#### Requirement:
From the data below, copy exactly the lines that lie between the one holding "fn data_mut(&mut self, node: NodeId)" and the one holding "fn is_ancestor_or_self(&self, candidate: NodeId, node: NodeId)", including both, and nothing more.

#### Exercise materials:

/// Arena-backed host document.
///
/// Behaves like a live page for the engine's purposes: mutations on connected nodes are queued
/// as [`MutationRecord`]s, layout boxes and stylesheet values are whatever the page author set,
/// and the host can refuse specific attribute or style writes to emulate a restrictive policy.
#[derive(Debug, Clone)]
pub struct MemoryDocument {
    nodes: HashMap<NodeId, NodeData>,
    next_id: u64,
    root: Option<NodeId>,
    head: Option<NodeId>,
    body: Option<NodeId>,
    title: String,
    location: String,
    viewport: Size,
    scroll_y: f64,
    document_height: Option<f64>,
    csp: Option<String>,
    globals: HashSet<String>,
    shadow_roots: HashSet<NodeId>,
    mutations: Vec<MutationRecord>,
    denied_attributes: HashSet<String>,
    denied_style_properties: HashSet<String>,
    frozen: HashSet<NodeId>,
}

impl Default for MemoryDocument {
    fn default() -> Self {
        Self::new()
    }
}

impl MemoryDocument {
    /// A blank page: `<html><head></head><body></body></html>`
    pub fn new() -> Self {
        let mut doc = Self::without_root();
        let root = doc.alloc("html");
        let head = doc.alloc("head");
        let body = doc.alloc("body");
        doc.link(root, head);
        doc.link(root, body);
        doc.root = Some(root);
        doc.head = Some(head);
        doc.body = Some(body);
        doc
    }

    /// A document with no root element at all
    pub fn without_root() -> Self {
        Self {
            nodes: HashMap::new(),
            next_id: 1,
            root: None,
            head: None,
            body: None,
            title: String::new(),
            location: "about:blank".to_string(),
            viewport: DEFAULT_VIEWPORT,
            scroll_y: 0.0,
            document_height: None,
            csp: None,
            globals: HashSet::new(),
            shadow_roots: HashSet::new(),
            mutations: Vec::new(),
            denied_attributes: HashSet::new(),
            denied_style_properties: HashSet::new(),
            frozen: HashSet::new(),
        }
    }

    fn alloc(&mut self, tag: &str) -> NodeId {
        let id = NodeId(self.next_id);
        self.next_id += 1;
        self.nodes.insert(
            id,
            NodeData {
                tag: tag.to_ascii_lowercase(),
                ..NodeData::default()
            },
        );
        id
    }

    fn link(&mut self, parent: NodeId, child: NodeId) {
        if let Some(data) = self.nodes.get_mut(&child) {
            data.parent = Some(parent);
        }
        if let Some(data) = self.nodes.get_mut(&parent) {
            data.children.push(child);
        }
    }

    fn detach(&mut self, node: NodeId) -> Option<NodeId> {
        let parent = self.nodes.get_mut(&node)?.parent.take()?;
        if let Some(data) = self.nodes.get_mut(&parent) {
            data.children.retain(|&c| c != node);
        }
        Some(parent)
    }

    fn data(&self, node: NodeId) -> DomResult<&NodeData> {
        self.nodes.get(&node).ok_or(node.gone())
    }

    fn data_mut(&mut self, node: NodeId) -> DomResult<&mut NodeData> {
        self.nodes.get_mut(&node).ok_or(node.gone())
    }

    fn record(&mut self, node: NodeId, record: MutationRecord) {
        if self.is_connected(node) {
            self.mutations.push(record);
        }
    }

    fn is_ancestor_or_self(&self, candidate: NodeId, node: NodeId) -> bool {
        let mut current = Some(node);
        while let Some(n) = current {
            if n == candidate {
                return true;
            }
            current = self.nodes.get(&n).and_then(|d| d.parent);
        }
        false
    }

    fn check_style_policy(&self, node: NodeId, new_value: &str) -> DomResult<()> {
        if self.denied_style_properties.is_empty() {
            return Ok(());
        }
        let old = InlineStyle::parse(
            &self
                .nodes
                .get(&node)
                .and_then(|d| d.attrs.iter().find(|(k, _)| k == "style"))
                .map(|(_, v)| v.clone())
                .unwrap_or_default(),
        );
        let new = InlineStyle::parse(new_value);
        for property in &self.denied_style_properties {
            if old.get(property) != new.get(property) {
                return Err(DomError::PolicyRestricted {
                    action: format!("style.{}", property),
                    reason: "blocked by host policy".to_string(),
                });
            }
        }
        Ok(())
    }

    fn default_style(&self, data: &NodeData, property: &str) -> Option<String> {
        let value = match property {
            "display" => {
                if data.attrs.iter().any(|(k, _)| k == "hidden") {
                    "none"
                } else {
                    match data.tag.as_str() {
                        "a" | "span" | "img" | "button" | "input" | "select" | "textarea"
                        | "label" | "strong" | "em" | "b" | "i" => "inline",
                        "head" | "script" | "style" | "title" | "meta" => "none",
                        _ => "block",
                    }
                }
            }
            "position" => "static",
            "z-index" => "auto",
            "pointer-events" => "auto",
            "visibility" => "visible",
            "cursor" => "auto",
            "opacity" => "1",
            _ => return None,
        };
        Some(value.to_string())
    }

    // ==========================================
    // HOST-SIDE SETUP
    // ==========================================

    /// Create an element and append it to `parent`
    pub fn append_element(&mut self, parent: NodeId, tag: &str) -> DomResult<NodeId> {
        let node = self.create_element(tag)?;
        self.append_child(parent, node)?;
        Ok(node)
    }

    pub fn set_rect(&mut self, node: NodeId, rect: Rect) -> DomResult<()> {
        self.data_mut(node)?.rect = Some(rect);
        Ok(())
    }

    /// Set a stylesheet-level (non-inline) property value
    pub fn set_sheet_style(&mut self, node: NodeId, property: &str, value: &str) -> DomResult<()> {
        self.data_mut(node)?
            .sheet
            .insert(property.to_string(), value.to_string());
        Ok(())
    }

    pub fn set_viewport(&mut self, width: f64, height: f64) {
        self.viewport = Size { width, height };
    }

    pub fn set_scroll_y(&mut self, scroll_y: f64) {
        self.scroll_y = scroll_y;
    }

    pub fn set_document_height(&mut self, height: f64) {
        self.document_height = Some(height);
    }

    pub fn set_location(&mut self, location: &str) {
        self.location = location.to_string();
    }

    pub fn set_content_security_policy(&mut self, policy: &str) {
        self.csp = Some(policy.to_string());
    }

    pub fn add_global(&mut self, name: &str) {
        self.globals.insert(name.to_string());
    }

    pub fn attach_shadow_root(&mut self, host: NodeId) -> DomResult<()> {
        self.data(host)?;
        self.shadow_roots.insert(host);
        Ok(())
    }

    /// Refuse every write to the named attribute
    pub fn deny_attribute(&mut self, name: &str) {
        self.denied_attributes.insert(name.to_string());
    }

    /// Refuse every attribute change on one node
    pub fn freeze_node(&mut self, node: NodeId) {
        self.frozen.insert(node);
    }

    fn check_frozen(&self, node: NodeId, action: &str) -> DomResult<()> {
        if self.frozen.contains(&node) {
            return Err(DomError::PolicyRestricted {
                action: action.to_string(),
                reason: "node is frozen by the host".to_string(),
            });
        }
        Ok(())
    }

    /// Refuse inline writes to the named style property
    pub fn deny_style_property(&mut self, property: &str) {
        self.denied_style_properties.insert(property.to_string());
    }

    /// Client-side navigation through the history API
    pub fn push_state(&mut self, url: &str) {
        self.location = url.to_string();
    }

    /// Remove every child of the body, as a router swapping views does
    pub fn clear_body(&mut self) -> DomResult<()> {
        let body = self.body.ok_or(DomError::MissingRoot)?;
        for child in self.children(body) {
            self.remove_node(child)?;
        }
        Ok(())
    }

    /// Connected nodes currently carrying an attribute
    pub fn nodes_with_attribute(&self, name: &str) -> Vec<NodeId> {
        let mut found: Vec<NodeId> = self
            .nodes
            .iter()
            .filter(|(id, data)| {
                data.attrs.iter().any(|(k, _)| k == name) && self.is_connected(**id)
            })
            .map(|(id, _)| *id)
            .collect();
        found.sort();
        found
    }

    /// Connected nodes carrying any engine attribute
    pub fn engine_tagged_nodes(&self) -> Vec<NodeId> {
        let mut found: Vec<NodeId> = self
            .nodes
            .iter()
            .filter(|(id, data)| {
                data.attrs
                    .iter()
                    .any(|(k, _)| super::tags::is_engine_attribute(k))
                    && self.is_connected(**id)
            })
            .map(|(id, _)| *id)
            .collect();
        found.sort();
        found
    }

    pub fn connected_count(&self) -> usize {
        self.nodes.keys().filter(|id| self.is_connected(**id)).count()
    }
}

#### Finished task:
    fn data_mut(&mut self, node: NodeId) -> DomResult<&mut NodeData> {
        self.nodes.get_mut(&node).ok_or(node.gone())
    }

    fn record(&mut self, node: NodeId, record: MutationRecord) {
        if self.is_connected(node) {
            self.mutations.push(record);
        }
    }

    fn is_ancestor_or_self(&self, candidate: NodeId, node: NodeId) -> bool {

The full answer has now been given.